DOI: 10.1152/ajplung.00280.2024 ISSN: 1040-0605

Carotid bodies mediate glial cell activation and neuroinflammation in the NTS following long-term intermittent hypoxia: role in cardiorespiratory dysfunction

Katherin Pereyra, Esteban Diaz-Jara, Ignacio Bernal-Santander, Sinay Vicencio, Rodrigo Del Rio, Rodrigo Iturriaga

Chronic intermittent hypoxia (CIH), the main feature of obstructive sleep apnea, heightened chemosensory discharges of the carotid body (CB), which contributes to potentiate the ventilatory hypoxic response and elicits hypertension. We aimed to determine: 1) whether the persistence of cardiorespiratory alterations found in long-term CIH depend on the inputs from the CB and, 2) in what extension the activation of glial cells and neuroinflammation in the caudal region of the nucleus of the Solitary Tract (NTS) requires functional CB chemosensory activity. To evaluate these hypotheses, we exposed male mice to CIH for 60 days. At 50 days of CIH, CBs were denervated and animals were kept in CIH for 10 additional days. At the end of the experiments, we measured arterial blood pressure, breathing regularity, and hypoxic ventilatory response (HVR) and assessed astrocyte and microglia cell activation.
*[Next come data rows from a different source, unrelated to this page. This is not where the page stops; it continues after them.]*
//! Error taxonomy and response classification
//!
//! Every failed response is classified into a [`ServiceError`] carrying the
//! status, the server's error code, message and request id. Classification
//! consults the structured body first (JSON as Sufy sends it, XML as
//! S3-compatible gateways send it) and falls back to the status code plus the
//! kind of resource the request addressed. HEAD responses never carry a body,
//! so the fallback is what turns a bare 404 into `NoSuchKey` or
//! `NoSuchBucket`.

use bytes::Bytes;
use hyper::{HeaderMap, StatusCode};
use quick_xml::events::Event;
use quick_xml::Reader;
use serde::Deserialize;
use std::fmt;
use std::time::Duration;
use thiserror::Error;

/// Response header carrying the request id
pub const REQUEST_ID_HEADER: &str = "x-sufy-request-id";

/// Legacy request id header, sent alongside `X-Sufy-Request-Id`
pub const REQID_HEADER: &str = "x-reqid";

/// Bucket sub-resources that hold an optional configuration document
#[derive(Debug, Clone, Copy, PartialEq, Eq, Hash)]
pub enum ConfigKind {
    Cors,
    Lifecycle,
    Policy,
    Tagging,
}

impl ConfigKind {
    /// Bare query key selecting this sub-resource (`?cors`, `?policy`, ...)
    pub fn query_key(self) -> &'static str {
        match self {
            ConfigKind::Cors => "cors",
            ConfigKind::Lifecycle => "lifecycle",
            ConfigKind::Policy => "policy",
            ConfigKind::Tagging => "tagging",
        }
    }
}

impl fmt::Display for ConfigKind {
    fn fmt(&self, f: &mut fmt::Formatter<'_>) -> fmt::Result {
        f.write_str(self.query_key())
    }
}

/// What a request addresses. Decides how a body-less 404 is classified.
#[derive(Debug, Clone, Copy, PartialEq, Eq)]
pub enum Resource {
    Service,
    Bucket,
    Object,
    Upload,
    Config(ConfigKind),
    /// Sub-resources whose absence is not a "no such X" condition (acl, location, ...)
    Other,
}

/// Classified failure kinds
#[derive(Debug, Clone, Copy, PartialEq, Eq)]
pub enum ErrorKind {
    NoSuchKey,
    NoSuchBucket,
    NoSuchUpload,
    NoSuchConfiguration(ConfigKind),
    SignatureMismatch,
    NotImplemented,
    /// 429: the server asked the client to back off
    SlowDown,
    /// Transient 5xx fault
    RetryableServerError,
    /// Unknown code or status, kept for forward compatibility
    Other,
}

impl ErrorKind {
    pub fn is_retryable(self) -> bool {
        matches!(self, ErrorKind::SlowDown | ErrorKind::RetryableServerError)
    }

    pub fn is_not_found(self) -> bool {
        matches!(
            self,
            ErrorKind::NoSuchKey
                | ErrorKind::NoSuchBucket
                | ErrorKind::NoSuchUpload
                | ErrorKind::NoSuchConfiguration(_)
        )
    }
}

/// A classified server response
#[derive(Debug, Clone)]
pub struct ServiceError {
    pub kind: ErrorKind,
    pub status: StatusCode,
    /// Error code from the response body, if the body carried one
    pub code: Option<String>,
    pub message: String,
    pub request_id: Option<String>,
    pub resource: Resource,
    /// Raw response body
    pub body: Bytes,
}

impl fmt::Display for ServiceError {
    fn fmt(&self, f: &mut fmt::Formatter<'_>) -> fmt::Result {
        write!(f, "{}", self.status.as_u16())?;
        if let Some(code) = &self.code {
            write!(f, " {}", code)?;
        }
        if !self.message.is_empty() {
            write!(f, ": {}", self.message)?;
        }
        if let Some(id) = &self.request_id {
            write!(f, " (request id: {})", id)?;
        }
        Ok(())
    }
}

impl std::error::Error for ServiceError {}

/// Network-level failures. Always surfaced, never swallowed.
#[derive(Error, Debug)]
pub enum TransportError {
    #[error("request build error: {0}")]
    Build(#[from] hyper::http::Error),

    #[error("connection error: {0}")]
    Connect(#[from] hyper_util::client::legacy::Error),

    #[error("body error: {0}")]
    Body(#[from] hyper::Error),

    #[error("TLS setup error: {0}")]
    Tls(#[from] native_tls::Error),

    #[error("request timed out after {0:?}")]
    Timeout(Duration),

    #[error("{0}")]
    Other(String),
}

/// Client errors
#[derive(Error, Debug)]
pub enum SufyError {
    /// Rejected before anything was sent
    #[error("invalid request: {0}")]
    Validation(String),

    /// Missing or malformed credentials / endpoint
    #[error("configuration error: {0}")]
    Config(String),

    #[error("transport error: {0}")]
    Transport(#[from] TransportError),

    #[error("service error: {0}")]
    Service(Box<ServiceError>),

    #[error("invalid response: {0}")]
    InvalidResponse(String),

    #[error("JSON error: {0}")]
    Json(#[from] serde_json::Error),
}

impl From<ServiceError> for SufyError {
    fn from(err: ServiceError) -> Self {
        SufyError::Service(Box::new(err))
    }
}

impl SufyError {
    /// The classified kind, for service errors
    pub fn kind(&self) -> Option<ErrorKind> {
        match self {
            SufyError::Service(e) => Some(e.kind),
            _ => None,
        }
    }

    /// HTTP status, for service errors
    pub fn status(&self) -> Option<StatusCode> {
        match self {
            SufyError::Service(e) => Some(e.status),
            _ => None,
        }
    }

    pub fn service(&self) -> Option<&ServiceError> {
        match self {
            SufyError::Service(e) => Some(e),
            _ => None,
        }
    }

    /// Only classified transient server faults qualify
    pub fn is_retryable(&self) -> bool {
        self.kind().is_some_and(ErrorKind::is_retryable)
    }

    pub fn is_not_found(&self) -> bool {
        self.kind().is_some_and(ErrorKind::is_not_found)
    }
}

pub type Result<T> = std::result::Result<T, SufyError>;

/// JSON error body. Field casing differs between endpoints.
#[derive(Debug, Default, Deserialize)]
struct JsonErrorBody {
    #[serde(default, alias = "Code", alias = "error")]
    code: Option<String>,
    #[serde(default, alias = "Message")]
    message: Option<String>,
    #[serde(default, alias = "RequestId", alias = "request_id", alias = "reqid")]
    request_id: Option<String>,
}

#[derive(Debug, Default)]
struct ParsedErrorBody {
    code: Option<String>,
    message: Option<String>,
    request_id: Option<String>,
}

/// Classify a non-success response
pub fn classify(
    status: StatusCode,
    headers: &HeaderMap,
    body: &Bytes,
    resource: Resource,
) -> ServiceError {
    let parsed = parse_error_body(body).unwrap_or_default();

    let kind = match parsed.code.as_deref().filter(|c| !c.is_empty()) {
        Some(code) => kind_from_code(code),
        None => kind_from_status(status, resource),
    };

    let request_id = parsed.request_id.or_else(|| {
        header_str(headers, REQUEST_ID_HEADER)
            .or_else(|| header_str(headers, REQID_HEADER))
            .map(str::to_string)
    });

    let message = parsed.message.unwrap_or_else(|| {
        status
            .canonical_reason()
            .unwrap_or("unknown status")
            .to_string()
    });

    ServiceError {
        kind,
        status,
        code: parsed.code,
        message,
        request_id,
        resource,
        body: body.clone(),
    }
}

/// Map a body error code. Comparison ignores case since servers disagree on it.
fn kind_from_code(code: &str) -> ErrorKind {
    match code.to_ascii_lowercase().as_str() {
        "nosuchkey" => ErrorKind::NoSuchKey,
        "nosuchbucket" => ErrorKind::NoSuchBucket,
        "nosuchupload" => ErrorKind::NoSuchUpload,
        "nosuchcorsconfiguration" => ErrorKind::NoSuchConfiguration(ConfigKind::Cors),
        "nosuchlifecycleconfiguration" => ErrorKind::NoSuchConfiguration(ConfigKind::Lifecycle),
        "nosuchbucketpolicy" => ErrorKind::NoSuchConfiguration(ConfigKind::Policy),
        "nosuchtagset" | "nosuchtagging" | "nosuchtagsetconfiguration" => {
            ErrorKind::NoSuchConfiguration(ConfigKind::Tagging)
        }
        "signaturedoesnotmatch" => ErrorKind::SignatureMismatch,
        "notimplemented" => ErrorKind::NotImplemented,
        "slowdown" | "toomanyrequests" => ErrorKind::SlowDown,
        "internalerror" | "serviceunavailable" | "badgateway" | "gatewaytimeout" => {
            ErrorKind::RetryableServerError
        }
        _ => ErrorKind::Other,
    }
}

fn kind_from_status(status: StatusCode, resource: Resource) -> ErrorKind {
    match status {
        StatusCode::NOT_FOUND => match resource {
            Resource::Object => ErrorKind::NoSuchKey,
            Resource::Bucket | Resource::Service => ErrorKind::NoSuchBucket,
            Resource::Upload => ErrorKind::NoSuchUpload,
            Resource::Config(kind) => ErrorKind::NoSuchConfiguration(kind),
            Resource::Other => ErrorKind::Other,
        },
        StatusCode::FORBIDDEN => ErrorKind::SignatureMismatch,
        StatusCode::NOT_IMPLEMENTED => ErrorKind::NotImplemented,
        StatusCode::TOO_MANY_REQUESTS => ErrorKind::SlowDown,
        s if s.is_server_error() => ErrorKind::RetryableServerError,
        _ => ErrorKind::Other,
    }
}

fn parse_error_body(body: &[u8]) -> Option<ParsedErrorBody> {
    let first = body.iter().find(|b| !b.is_ascii_whitespace())?;
    match first {
        b'{' => {
            let json: JsonErrorBody = serde_json::from_slice(body).ok()?;
            Some(ParsedErrorBody {
                code: json.code,
                message: json.message,
                request_id: json.request_id,
            })
        }
        b'<' => parse_xml_error(body),
        _ => None,
    }
}

/// Parse `<Error><Code/><Message/><RequestId/></Error>`
fn parse_xml_error(body: &[u8]) -> Option<ParsedErrorBody> {
    let mut reader = Reader::from_reader(body);
    reader.config_mut().trim_text_start = true;
    reader.config_mut().trim_text_end = true;

    let mut parsed = ParsedErrorBody::default();
    let mut current_text = String::new();

    loop {
        match reader.read_event() {
            Ok(Event::Text(e)) => {
                current_text.clear();
                current_text.push_str(&e.unescape().ok()?);
            }
            Ok(Event::End(e)) => {
                match e.local_name().as_ref() {
                    b"Code" => parsed.code = Some(std::mem::take(&mut current_text)),
                    b"Message" => parsed.message = Some(std::mem::take(&mut current_text)),
                    b"RequestId" => parsed.request_id = Some(std::mem::take(&mut current_text)),
                    _ => {}
                }
                current_text.clear();
            }
            Ok(Event::Eof) => break,
            Err(_) => return None,
            _ => {}
        }
    }

    Some(parsed)
}

fn header_str<'a>(headers: &'a HeaderMap, name: &str) -> Option<&'a str> {
    headers.get(name).and_then(|v| v.to_str().ok())
}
Compared to Sham, CIH induces hypertension (MABP: 83.47±1.39 vs. 95.00±2.18 mmHg), disordered breathing (IS: 7.77±0.49 vs. 12.56±1.66), increased the HVR (1.69±0.17 vs. 4.31±0.87 ΔVE/min), and produced an early transient activation of astrocytes followed by a late and persistent activation of microglia in the NTS. In addition, CIH increased IL-1β, IL-6, and TNF-α levels in the NTS. Bilateral CB denervation after 50 days of CIH results in the restoration of normal glial cell activation in the NTS, lower levels of IL-6 and TNF-α, reductions in arterial blood pressure (83.47±1.38 mmHg) and HVR (1.63±0.43 ΔVE/min). Present results suggest that CB inputs to the NTS during long-term CIH contributes to maintain the cardiorespiratory alterations and the formation of a neuroinflammatory niche at the NTS by modifying glial cell activity.